Так вот, по мере приближения к внезапно обрывающемуся финалу текста, интерес мой, увы, принялся угасать. После самой рукописи прилагается краткий план сюжета, но и он огорчил. Казалось бы, здесь есть всё то, что должно меня взбудоражить: и переводчик-японист, и отсылки к древне-японским трактатам о головоногих, и собственно кракен, и мелодраматическая любовь, и, конечно же, конфликт прекрасно-творческой личности и рационально-жующего сообщества. Но почему-то всё выстреливает не туда. Описания мучительно-рутинных будней работника интеллектуального труда, размышления о литературе, отношения с женщинами (их тут у главного героя практически три, но количество не спасает) - всё это словно бы пробуксовывает и увязает само в себе. В приницпе, Борис Натанович как раз об этом и говорил, называя причину того, что повесть не состоялась, но всё равно немного обидно.

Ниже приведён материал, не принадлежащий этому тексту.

#[cfg(test)]
mod tests {
    use std::sync::Arc;

    use super::*;
    use crate::core::{merkle, packer};

    /// Reverses bytes and refuses payloads not produced by itself.
    struct Mirror;

    impl Transformer for Mirror {
        fn name(&self) -> &str {
            "mirror"
        }
        fn encrypt(&self, ctx: &Context, plaintext: &[u8]) -> Result<Vec<u8>> {
            ctx.check()?;
            let mut out = vec![b'M'];
            out.extend(plaintext.iter().rev());
            Ok(out)
        }
        fn decrypt(&self, ctx: &Context, ciphertext: &[u8]) -> Result<Vec<u8>> {
            ctx.check()?;
            match ciphertext.split_first() {
                Some((b'M', rest)) => Ok(rest.iter().rev().copied().collect()),
                _ => Err(Error::InvalidArgument("not mirrored".into())),
            }
        }
    }

    struct Failing;

    impl Transformer for Failing {
        fn name(&self) -> &str {
            "failing"
        }
        fn encrypt(&self, _: &Context, _: &[u8]) -> Result<Vec<u8>> {
            Err(Error::InvalidArgument("boom".into()))
        }
        fn decrypt(&self, _: &Context, _: &[u8]) -> Result<Vec<u8>> {
            Err(Error::InvalidArgument("boom".into()))
        }
    }

    fn sample() -> Bundle {
        let mut bundle = Bundle::new();
        let mut db = Package::new("infra/db");
        db.chain_mut().data.push(KV::new("user", "admin").unwrap());
        db.chain_mut().data.push(KV::new("pwd", "s3cr3t").unwrap());
        let mut api = Package::new("app/api");
        api.annotations.insert(
            ANNOTATION_ENCRYPTION_KEY_ALIAS.to_string(),
            "production".to_string(),
        );
        api.chain_mut().data.push(KV::new("port", &8080u16).unwrap());
        bundle.packages.push(db);
        bundle.packages.push(api);
        bundle
    }

    #[test]
    fn test_lock_then_unlock_restores_root() {
        let ctx = Context::background();
        let mut bundle = sample();
        let before = merkle::bundle_root(&bundle);

        lock(&ctx, &mut bundle, &Mirror).unwrap();
        assert!(bundle.packages.iter().all(Package::is_locked));
        assert_eq!(merkle::bundle_root(&bundle), merkle::empty_root());

        let transformers: Vec<TransformerRef> = vec![Arc::new(Mirror)];
        unlock(&ctx, &mut bundle, &transformers, false).unwrap();
        assert!(!bundle.has_locked_packages());
        assert_eq!(merkle::bundle_root(&bundle), before);
        assert_eq!(bundle.packages[1].secret("port").unwrap().kind, "int64");
    }

    #[test]
    fn test_unlock_restores_kinds_and_order() {
        let ctx = Context::background();
        let mut bundle = sample();
        let chain = bundle.packages[0].chain_mut();
        let cert = packer::Value::Binary(vec![0xde, 0xad, 0xbe, 0xef]);
        chain.data.push(KV::from_value("cert", &cert).unwrap());
        chain.data.push(KV::new("ratio", &1.5f32).unwrap());
        let original = bundle.clone();

        lock(&ctx, &mut bundle, &Mirror).unwrap();
        let transformers: Vec<TransformerRef> = vec![Arc::new(Mirror)];
        unlock(&ctx, &mut bundle, &transformers, false).unwrap();

        let restored: Vec<_> = bundle.packages[0]
            .kvs()
            .iter()
            .map(|kv| (kv.key.as_str(), kv.kind.as_str()))
            .collect();
        assert_eq!(
            restored,
            [("user", "string"), ("pwd", "string"), ("cert", "bytes"), ("ratio", "float32")]
        );
        assert_eq!(bundle, original);
    }

    #[test]
    fn test_locked_payload_carries_type_tags() {
        let ctx = Context::background();
        let mut bundle = sample();
        lock(&ctx, &mut bundle, &Mirror).unwrap();

        let ciphertext = bundle.packages[1].secrets.as_ref().unwrap().locked.clone().unwrap();
        let plaintext = Mirror.decrypt(&ctx, &ciphertext).unwrap();
        let payload: serde_json::Value = serde_json::from_slice(&plaintext).unwrap();
        assert_eq!(payload, serde_json::json!({"port": {"type": "int64", "value": 8080}}));
    }

    #[test]
    fn test_unlock_rejects_entry_without_value() {
        let ctx = Context::background();
        let mut bundle = sample();
        let mut payload = vec![b'M'];
        payload.extend(br#"{"user":{"type":"string"}}"#.iter().rev());
        let chain = bundle.packages[0].chain_mut();
        chain.data.clear();
        chain.locked = Some(payload);

        let transformers: Vec<TransformerRef> = vec![Arc::new(Mirror)];
        match unlock(&ctx, &mut bundle, &transformers, false) {
            Err(Error::Decrypt { package, reason }) => {
                assert_eq!(package, "infra/db");
                assert!(reason.contains("'user'"));
            }
            other => panic!("unexpected result: {other:?}"),
        }
    }

    #[test]
    fn test_wipe_json_clears_nested_strings() {
        let mut value = serde_json::json!({"a": "secret", "b": ["x", 1, {"c": "y"}]});
        wipe_json(&mut value);
        assert_eq!(value, serde_json::json!({"a": "", "b": ["", 1, {"c": ""}]}));
    }

    #[test]
    fn test_payload_hint_covers_payload() {
        let mut data = sample().packages[0].kvs().to_vec();
        data.push(KV::new("quoted", "\"\\\u{1}").unwrap());
        let mut out = Vec::new();
        write_entries(&data, &mut out).unwrap();
        assert!(out.len() <= payload_hint(&data));
    }

    #[test]
    fn test_lock_skips_locked_chains() {
        let ctx = Context::background();
        let mut bundle = sample();
        bundle.packages[0].chain_mut().data.clear();
        bundle.packages[0].chain_mut().locked = Some(vec![7, 7]);
        lock(&ctx, &mut bundle, &Mirror).unwrap();
        assert_eq!(bundle.packages[0].secrets.as_ref().unwrap().locked, Some(vec![7, 7]));
    }

    #[test]
    fn test_lock_reports_package_on_failure() {
        let ctx = Context::background();
        let mut bundle = sample();
        match lock(&ctx, &mut bundle, &Failing) {
            Err(Error::Encrypt { package, reason }) => {
                assert_eq!(package, "infra/db");
                assert!(reason.contains("boom"));
            }
            other => panic!("unexpected result: {other:?}"),
        }
    }

    #[test]
    fn test_partial_lock_follows_annotation() {
        let ctx = Context::background();
        let mut bundle = sample();
        let keyring = Keyring::new().with("production", Arc::new(Mirror));
        partial_lock(&ctx, &mut bundle, &keyring, false).unwrap();
        assert!(!bundle.packages[0].is_locked());
        assert!(bundle.packages[1].is_locked());
    }

    #[test]
    fn test_partial_lock_unknown_alias() {
        let ctx = Context::background();
        let mut bundle = sample();
        let keyring = Keyring::new().with("staging", Arc::new(Mirror));
        match partial_lock(&ctx, &mut bundle, &keyring, false) {
            Err(Error::KeyNotFound { package, alias }) => {
                assert_eq!(package, "app/api");
                assert_eq!(alias, "production");
            }
            other => panic!("unexpected result: {other:?}"),
        }

        partial_lock(&ctx, &mut bundle, &keyring, true).unwrap();
        assert!(!bundle.has_locked_packages());
    }

    #[test]
    fn test_unlock_tries_transformers_in_order() {
        let ctx = Context::background();
        let mut bundle = sample();
        lock(&ctx, &mut bundle, &Mirror).unwrap();
        let transformers: Vec<TransformerRef> = vec![Arc::new(Failing), Arc::new(Mirror)];
        unlock(&ctx, &mut bundle, &transformers, false).unwrap();
        assert!(!bundle.has_locked_packages());
    }

    #[test]
    fn test_unlock_undecryptable() {
        let ctx = Context::background();
        let mut bundle = sample();
        lock(&ctx, &mut bundle, &Mirror).unwrap();
        let transformers: Vec<TransformerRef> = vec![Arc::new(Failing)];

        assert!(matches!(
            unlock(&ctx, &mut bundle, &transformers, false),
            Err(Error::Decrypt { .. })
        ));
        unlock(&ctx, &mut bundle, &transformers, true).unwrap();
        assert!(bundle.packages.iter().all(Package::is_locked));
    }

    #[test]
    fn test_cancelled_context_aborts() {
        let ctx = Context::background();
        ctx.cancel();
        let mut bundle = sample();
        assert!(matches!(
            lock(&ctx, &mut bundle, &Mirror),
            Err(Error::Canceled)
        ));
        assert!(!bundle.has_locked_packages());
    }
}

Но больше всего обидно из-за типично расставленных контрастов: главный герой (человек) здесь как всегда является носителем истинного гуманизма и полёта души, в то время как спрут воплощает всю мерзость и приземлённость того же самого человека. Даже отставив аллегории, мы увидим, что в Кракене выведены самые неприятные проявления - и только лишь они и оставлены бедному животному. Например, утверждается, что спрут-самец после спаривания хладнокровно убивает самку, при этом даже не пожирая её, исключительно из циничного рационализма (который здесь противопоставляется человеческой иррациональной, но прекрасной духовности), и этим являет собой уникальный пример в живой природе. При этом, скажем, я знаю, что в настоящей (не литературной) живой природе самец каракатицы, выбрав себе партнёршу, остаётся с ней до самого конца, в любой ситуации, например, если та попадает в сети - презрев инстинкты самосохранения и прочие животные рациональности. Мне это обидно.
У меня слишком трепетное отношение к головоногим. В хрустально-солнечном своём детстве я узнал, насколько это волшебные и благородные существа, и методичное выставление их средоточием мракобесия и конспирологии (в культуре вообще и в литературе в частности) всегда люто злило. Похоже, старый добрый Акимушкин - единственный приличный человек в теме, хотя и в ином жанре. Он рассказал об осьминогах так, как о них следует говорить. С другой стороны, подобное положение вещей мне, в каком-то смысле, на руку: поле для размаха девственно чисто, и мне предстоит рассказать свою собственную историю, никому не вторя. Ну вот, разве что, Акимушкину. Но это совсем не страшно.